======== DATA SECTION

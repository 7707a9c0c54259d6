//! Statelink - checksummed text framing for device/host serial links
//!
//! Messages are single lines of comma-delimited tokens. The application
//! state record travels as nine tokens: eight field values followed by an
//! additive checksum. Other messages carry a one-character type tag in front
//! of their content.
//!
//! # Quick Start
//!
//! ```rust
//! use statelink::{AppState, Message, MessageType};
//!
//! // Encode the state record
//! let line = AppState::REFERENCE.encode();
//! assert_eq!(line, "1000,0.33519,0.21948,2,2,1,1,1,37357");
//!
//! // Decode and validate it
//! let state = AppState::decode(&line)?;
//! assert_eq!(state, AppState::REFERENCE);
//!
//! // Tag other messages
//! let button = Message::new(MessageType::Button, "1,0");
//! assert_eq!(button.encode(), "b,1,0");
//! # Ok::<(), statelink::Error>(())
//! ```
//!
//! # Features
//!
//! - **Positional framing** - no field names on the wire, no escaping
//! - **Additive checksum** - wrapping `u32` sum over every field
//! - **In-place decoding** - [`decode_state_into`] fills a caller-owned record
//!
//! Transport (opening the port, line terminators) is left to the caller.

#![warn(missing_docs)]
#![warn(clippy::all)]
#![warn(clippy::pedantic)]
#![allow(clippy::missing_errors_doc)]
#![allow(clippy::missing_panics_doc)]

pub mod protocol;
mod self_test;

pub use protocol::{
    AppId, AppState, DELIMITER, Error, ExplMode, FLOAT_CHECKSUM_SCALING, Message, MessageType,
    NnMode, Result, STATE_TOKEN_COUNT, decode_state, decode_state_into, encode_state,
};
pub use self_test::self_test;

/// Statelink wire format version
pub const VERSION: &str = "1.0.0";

================
======== DATA SECTION

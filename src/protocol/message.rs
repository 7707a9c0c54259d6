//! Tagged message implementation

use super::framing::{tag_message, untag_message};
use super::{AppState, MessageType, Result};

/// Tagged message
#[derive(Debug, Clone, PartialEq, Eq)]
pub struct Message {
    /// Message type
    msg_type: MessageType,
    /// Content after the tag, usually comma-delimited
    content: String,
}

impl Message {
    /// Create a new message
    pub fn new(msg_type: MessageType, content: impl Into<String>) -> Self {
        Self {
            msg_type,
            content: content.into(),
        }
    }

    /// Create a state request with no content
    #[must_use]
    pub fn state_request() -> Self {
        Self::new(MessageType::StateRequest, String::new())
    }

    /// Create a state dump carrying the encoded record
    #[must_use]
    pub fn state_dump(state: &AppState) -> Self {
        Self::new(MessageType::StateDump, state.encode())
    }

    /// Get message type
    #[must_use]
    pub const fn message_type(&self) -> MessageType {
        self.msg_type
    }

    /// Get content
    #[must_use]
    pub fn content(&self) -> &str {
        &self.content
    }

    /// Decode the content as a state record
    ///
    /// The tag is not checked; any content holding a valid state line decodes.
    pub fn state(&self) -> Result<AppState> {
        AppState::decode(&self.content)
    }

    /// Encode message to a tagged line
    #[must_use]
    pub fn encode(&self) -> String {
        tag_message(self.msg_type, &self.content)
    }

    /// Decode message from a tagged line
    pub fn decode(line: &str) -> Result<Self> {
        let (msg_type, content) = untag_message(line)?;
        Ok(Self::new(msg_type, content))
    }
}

================
======== DATA SECTION

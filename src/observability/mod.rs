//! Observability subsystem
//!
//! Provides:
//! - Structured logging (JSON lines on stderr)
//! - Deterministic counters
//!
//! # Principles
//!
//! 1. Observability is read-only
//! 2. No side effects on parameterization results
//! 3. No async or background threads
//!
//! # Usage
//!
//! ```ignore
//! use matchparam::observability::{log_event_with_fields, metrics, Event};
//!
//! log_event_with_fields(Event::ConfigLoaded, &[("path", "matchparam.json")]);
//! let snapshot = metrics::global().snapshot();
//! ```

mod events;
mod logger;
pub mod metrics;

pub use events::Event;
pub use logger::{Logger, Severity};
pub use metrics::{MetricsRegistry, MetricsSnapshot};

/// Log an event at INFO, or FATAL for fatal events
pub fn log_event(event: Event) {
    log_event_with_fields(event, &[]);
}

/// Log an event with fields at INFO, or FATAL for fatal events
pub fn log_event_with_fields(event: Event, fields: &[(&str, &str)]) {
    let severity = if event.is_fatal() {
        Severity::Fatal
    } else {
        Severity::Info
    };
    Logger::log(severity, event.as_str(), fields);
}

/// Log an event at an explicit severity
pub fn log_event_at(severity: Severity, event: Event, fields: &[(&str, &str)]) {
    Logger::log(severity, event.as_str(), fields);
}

================

Pull every line with the string "framing" from the data above.

//! Statelink - checksummed text framing for device/host serial links
//! - **Positional framing** - no field names on the wire, no escaping
use super::framing::{tag_message, untag_message};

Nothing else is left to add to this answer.